Get on the mat and train jiu jitsu consistently. 2 months on 2 months off isn't going to do much for you. Get out there every day ( I don't mean 3 days a week) for a couple of years and then start worrying about crossroads. Mat time is everything.
 
You are a beginner, and you don't have that much BJJ experience. New guys are going to give you a hard time, because you are a newb, too. If you want to get better, train more BJJ. Don't get down. Go train.
 
You are a beginner, and you don't have that much BJJ experience. New guys are going to give you a hard time, because you are a newb, too. If you want to get better, train more BJJ. Don't get down. Go train.

I've trained 5+ hours a week in BJJ for about 12 months all up, intermittently I maight add, but I'd rate a beginner as someone with less than 6 months training. I know the staple is that a purple belt is at an intermediatte level, although for the average school, a blue belt should be able to hang with purples at least and I'd consider anyone close to a blue grading to be competent.

The fragmented training has probably hindered a lot of my progress though.

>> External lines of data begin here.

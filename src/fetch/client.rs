use async_trait::async_trait;
use std::time::Duration;

/// Status and raw body of a completed request.
#[derive(Debug, Clone, PartialEq, Eq)]
pub struct HttpResponse {
    pub status: u16,
    pub body: String,
}

impl HttpResponse {
    pub fn is_success(&self) -> bool {
        self.status == 200
    }
}

/// GET capability used by the pager. An `Err` means the request never
/// produced a response (connect error, timeout, broken body).
#[async_trait]
pub trait HttpClient: Send + Sync {
    async fn get(
        &self,
        url: &str,
        query: &[(String, String)],
        timeout: Duration,
    ) -> anyhow::Result<HttpResponse>;
}
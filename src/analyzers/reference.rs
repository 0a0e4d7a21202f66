use std::collections::BTreeMap;

use crate::analyzers::types::{GroupSummary, PriceBasis, ReferencePrice};

/// Picks the suggested price for a group: sanitized mean, then mean, then
/// median.
pub fn suggested_price(summary: &GroupSummary) -> Option<(f64, PriceBasis)> {
    summary
        .sanitized_mean
        .map(|p| (p, PriceBasis::SanitizedMean))
        .or_else(|| summary.mean.map(|p| (p, PriceBasis::Mean)))
        .or_else(|| summary.median.map(|p| (p, PriceBasis::Median)))
}

/// Reference price for a single group. Bounds sit one standard deviation
/// either side of the suggestion, clipped at zero; a missing deviation
/// collapses the band onto the suggestion.
pub fn reference_price(summary: &GroupSummary) -> Option<ReferencePrice> {
    let (suggested, basis) = suggested_price(summary)?;
    let sd = summary.std_dev.unwrap_or(0.0);

    Some(ReferencePrice {
        suggested,
        lower: (suggested - sd).max(0.0),
        upper: (suggested + sd).max(0.0),
        basis,
    })
}

/// Reference prices keyed by unit, in lexicographic key order. Groups with
/// no usable statistic are left out.
pub fn derive(summaries: &BTreeMap<String, GroupSummary>) -> BTreeMap<String, ReferencePrice> {
    summaries
        .iter()
        .filter_map(|(unit, summary)| Some((unit.clone(), reference_price(summary)?)))
        .collect()
}
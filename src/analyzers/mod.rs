//! Price aggregation.
//!
//! This module groups awarded unit prices by unit of measure, computes
//! descriptive statistics and the sanitized mean for each group, and
//! derives a reference price with a one-sigma band.

pub mod reference;
pub mod sanitize;
pub mod summary;
pub mod types;
pub mod utility;

pub use reference::derive;
pub use sanitize::sanitized_mean;
pub use summary::{group_summary, summarize_by_unit};
pub use types::{GroupSummary, PriceBasis, ReferencePrice};
//! Corner sweeps of ngspice netlists.
//!
//! Reads the sweep directives embedded in a netlist, renders one netlist per
//! corner, simulates the corners concurrently, and writes a CSV report with
//! one row per corner.
#![warn(missing_docs)]

use std::fmt::Display;
use std::num::NonZeroUsize;
use std::path::{Path, PathBuf};

use anyhow::{bail, Context, Result};
use clap::Parser as ClapParser;
use config::Config;
use diagnostics::Severity;
use ngspice::dispatch::{Dispatcher, Job, Scratch, DEFAULT_EXTENSION};
use ngspice::Ngspice;
use sweep::{parse_directives, ParsedDirectives, Renderer, SweepSpec, Temperature};
use tracing::{span, Instrument, Level};


/// Arguments to [`run`].
#[derive(Debug, Clone, ClapParser)]
#[command(
    version,
    about,
    long_about = "Simulate every corner declared by the ngc_* directives of a SPICE netlist and tabulate the measurements"
)]
pub struct Args {
    /// Keep the rendered netlist of every corner, named `<corner_id>.<ext>`.
    #[arg(short, long)]
    pub keep_netlists: bool,
    /// The number of simulations run concurrently.
    ///
    /// Defaults to `run.jobs` from the configuration, or 1.
    #[arg(short = 'j', long, value_name = "N")]
    pub parallel: Option<NonZeroUsize>,
    /// The path where the CSV report should be saved.
    ///
    /// The file and its parent directories will be created if necessary.
    /// Defaults to `<netlist stem>_corners.csv` in the current directory.
    #[arg(short, long, value_name = "FILE")]
    pub output: Option<PathBuf>,
    /// Render the netlist of every corner without simulating.
    #[arg(short = 'n', long)]
    pub no_run: bool,
    /// The directory rendered netlists are written to.
    #[arg(long, value_name = "DIR")]
    pub scratch_dir: Option<PathBuf>,
    /// The per-simulation timeout in seconds.
    #[arg(short, long, value_name = "SECS", value_parser = clap::value_parser!(u64).range(1..))]
    pub timeout: Option<u64>,
    /// The simulator executable.
    #[arg(long, value_name = "CMD")]
    pub simulator: Option<String>,
    /// The annotated input netlist.
    pub netlist: PathBuf,
}

/// The outcome of a sweep.
#[derive(Debug, Clone, Eq, PartialEq)]
pub struct Summary {
    /// The number of corners.
    pub corners: usize,
    /// The number of corners whose simulation did not complete.
    pub failed: usize,
    /// The number of corners with at least one unavailable measurement.
    pub incomplete: usize,
    /// Where the report was written, if corners were simulated.
    pub report: Option<PathBuf>,
    /// Where the rendered netlists were kept, if they were kept.
    pub netlists: Option<PathBuf>,
}

impl Display for Summary {
    fn fmt(&self, f: &mut std::fmt::Formatter<'_>) -> std::fmt::Result {
        match self.report {
            Some(ref report) => {
                writeln!(
                    f,
                    "{} corners simulated, {} failed, {} with unavailable measurements",
                    self.corners, self.failed, self.incomplete
                )?;
                write!(f, "report: {}", report.display())?;
            }
            None => write!(f, "{} corners rendered, none simulated", self.corners)?,
        }
        if let Some(ref netlists) = self.netlists {
            write!(f, "\nnetlists: {}", netlists.display())?;
        }
        Ok(())
    }
}

/// Settings resolved from the command line and the configuration.
struct Settings {
    simulator: Ngspice,
    parallel: NonZeroUsize,
    scratch_dir: Option<PathBuf>,
    unavailable: String,
    temperature: Temperature,
}

impl Settings {
    /// Command-line flags take priority over configuration values.
    fn new(args: &Args, config: Config) -> Self {
        let timeout = args
            .timeout
            .map(std::time::Duration::from_secs)
            .unwrap_or_else(|| config.simulator.timeout());
        let command = args
            .simulator
            .clone()
            .unwrap_or(config.simulator.command);
        let simulator = Ngspice::new(command)
            .with_args(config.simulator.args)
            .with_timeout(timeout);
        let parallel = args
            .parallel
            .or(NonZeroUsize::new(config.run.jobs))
            .unwrap_or(NonZeroUsize::MIN);
        Self {
            simulator,
            parallel,
            scratch_dir: args.scratch_dir.clone().or(config.run.scratch_dir),
            unavailable: config.report.unavailable,
            temperature: Temperature::new(config.sweep.default_temperature),
        }
    }
}

/// The file stem and extension of the input netlist.
fn netlist_name(path: &Path) -> (String, String) {
    let stem = path
        .file_stem()
        .map(|s| s.to_string_lossy().into_owned())
        .unwrap_or_else(|| "netlist".to_string());
    let extension = path
        .extension()
        .map(|s| s.to_string_lossy().into_owned())
        .filter(|ext| !ext.is_empty())
        .unwrap_or_else(|| DEFAULT_EXTENSION.to_string());
    (stem, extension)
}

/// The default report path for a netlist with the given file stem.
pub fn default_report_path(stem: &str) -> PathBuf {
    PathBuf::from(format!("{}_corners.csv", stem))
}

/// Reads the sweep directives of a netlist, warning about anything that
/// would make the sweep useless.
fn read_sweep(netlist: &str, temperature: Temperature) -> SweepSpec {
    let ParsedDirectives { mut spec, issues } = parse_directives(netlist);
    spec.set_default_temperature(temperature);
    let warnings = issues.at_least(Severity::Warning).count();
    if warnings > 0 {
        tracing::warn!("skipped {} malformed or duplicate directive(s)", warnings);
    }
    if spec.is_empty() {
        tracing::warn!("no sweep directives found; simulating the netlist as is");
    } else if spec.measures().is_empty() {
        tracing::warn!("no measurements requested with `ngc_out`; the report will only list corners");
    }
    if spec.temperatures().is_empty() {
        tracing::info!(%temperature, "no temperatures swept; simulating at the default temperature");
    }
    spec
}

/// Runs a complete sweep: parse, enumerate, render, simulate, and report.
pub async fn run(args: Args, config: Config) -> Result<Summary> {
    let contents = std::fs::read_to_string(&args.netlist)
        .with_context(|| format!("failed to read netlist `{}`", args.netlist.display()))?;
    let (stem, extension) = netlist_name(&args.netlist);
    let span = span!(Level::INFO, "sweep", netlist = %stem);

    let settings = Settings::new(&args, config);

    async move {
        let spec = read_sweep(&contents, settings.temperature);
        let corners = spec
            .corners()
            .with_context(|| "the sweep declares too many corners to enumerate")?;
        let total = corners.len();
        if total == 0 {
            bail!("the sweep has no corners: an axis has no values");
        }
        tracing::info!(corners = total, "enumerated corners");

        // Fail on an unwritable report before simulating.
        let output = if args.no_run {
            None
        } else {
            let path = args
                .output
                .clone()
                .unwrap_or_else(|| default_report_path(&stem));
            let file = sweep::report::create_file(&path)
                .with_context(|| format!("cannot write report to `{}`", path.display()))?;
            Some((path, file))
        };

        let retain = args.keep_netlists;
        let scratch = match (retain, settings.scratch_dir) {
            (true, Some(dir)) => Scratch::retained(dir, extension),
            (true, None) => Scratch::retained(Scratch::default_retained_dir(&stem), extension),
            (false, Some(dir)) => Scratch::ephemeral_in(dir, extension),
            (false, None) => Scratch::ephemeral(extension),
        }
        .with_context(|| "failed to create scratch directory")?;

        let renderer = Renderer::new(&contents, &spec);
        let jobs = corners.map(|corner| Job::new(corner.id(), renderer.render(&corner)));

        let mut summary = Summary {
            corners: total,
            failed: 0,
            incomplete: 0,
            report: None,
            netlists: scratch.is_retained().then(|| scratch.path().to_path_buf()),
        };

        match output {
            None => {
                if !retain {
                    tracing::warn!(
                        "rendering without simulating or keeping netlists; rendered netlists will be discarded"
                    );
                }
                for job in jobs {
                    // Ephemeral netlists are removed as soon as they are dropped.
                    scratch.write(&job).with_context(|| {
                        format!("failed to write netlist of corner {}", job.id())
                    })?;
                }
                tracing::info!(corners = total, "rendered netlists");
            }
            Some((path, file)) => {
                if let Err(e) = settings.simulator.check().await {
                    drop(file);
                    let _ = std::fs::remove_file(&path);
                    return Err(e).with_context(|| "cannot run the simulator");
                }

                let outcomes = Dispatcher::new(&settings.simulator, &scratch)
                    .parallel(settings.parallel)
                    .run(jobs)
                    .await;
                summary.failed = outcomes.values().filter(|o| !o.is_completed()).count();

                let report = ngspice::collect_report(&spec, &outcomes)
                    .with_context(|| "failed to assemble report")?
                    .with_unavailable(settings.unavailable);
                summary.incomplete = report.summary().incomplete;

                report
                    .write_csv(file)
                    .with_context(|| format!("failed to write report to `{}`", path.display()))?;
                tracing::info!(path = ?path, rows = total, "wrote report");
                summary.report = Some(path);
            }
        }

        scratch
            .close()
            .with_context(|| "failed to remove scratch directory")?;
        tracing::info!(
            corners = summary.corners,
            failed = summary.failed,
            incomplete = summary.incomplete,
            "sweep finished"
        );
        Ok(summary)
    }
    .instrument(span)
    .await
}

You are right but, I just need to put more mat time in. It would help if I dropped the reluctance (BJJ seems a chore to me) and adopted a more positive attitude.
 
Ever come up with an original, witty reply, bro?

This 'bro-lift' shit is overdone to the point of idiocy.

LOL!

i've had several BJJ hiatus. & the guys i've started with are now blue belts, another is a purple. but i can still hang with them & not getting dominated when i want it to. i am by no means a prodigy but i've seen people as dumb as rocks develop decent grappling skills in a couple of months.

also different people progress differently. you might be on the slow side of the spectrum. hard work is the only solution.

while striking is a different aspect of combat it is still instinctive for man to throw punches than grapple. muscle memory is the key.


also:

u mad bro?
 
So, you're a newbie who trains inconsistently and expects to be good all the while making excuses for yourself with "I'm just not a natural". Guess what? Very few people are naturals at anything. Put the hours on the mat, spar, drill, improve, repeat.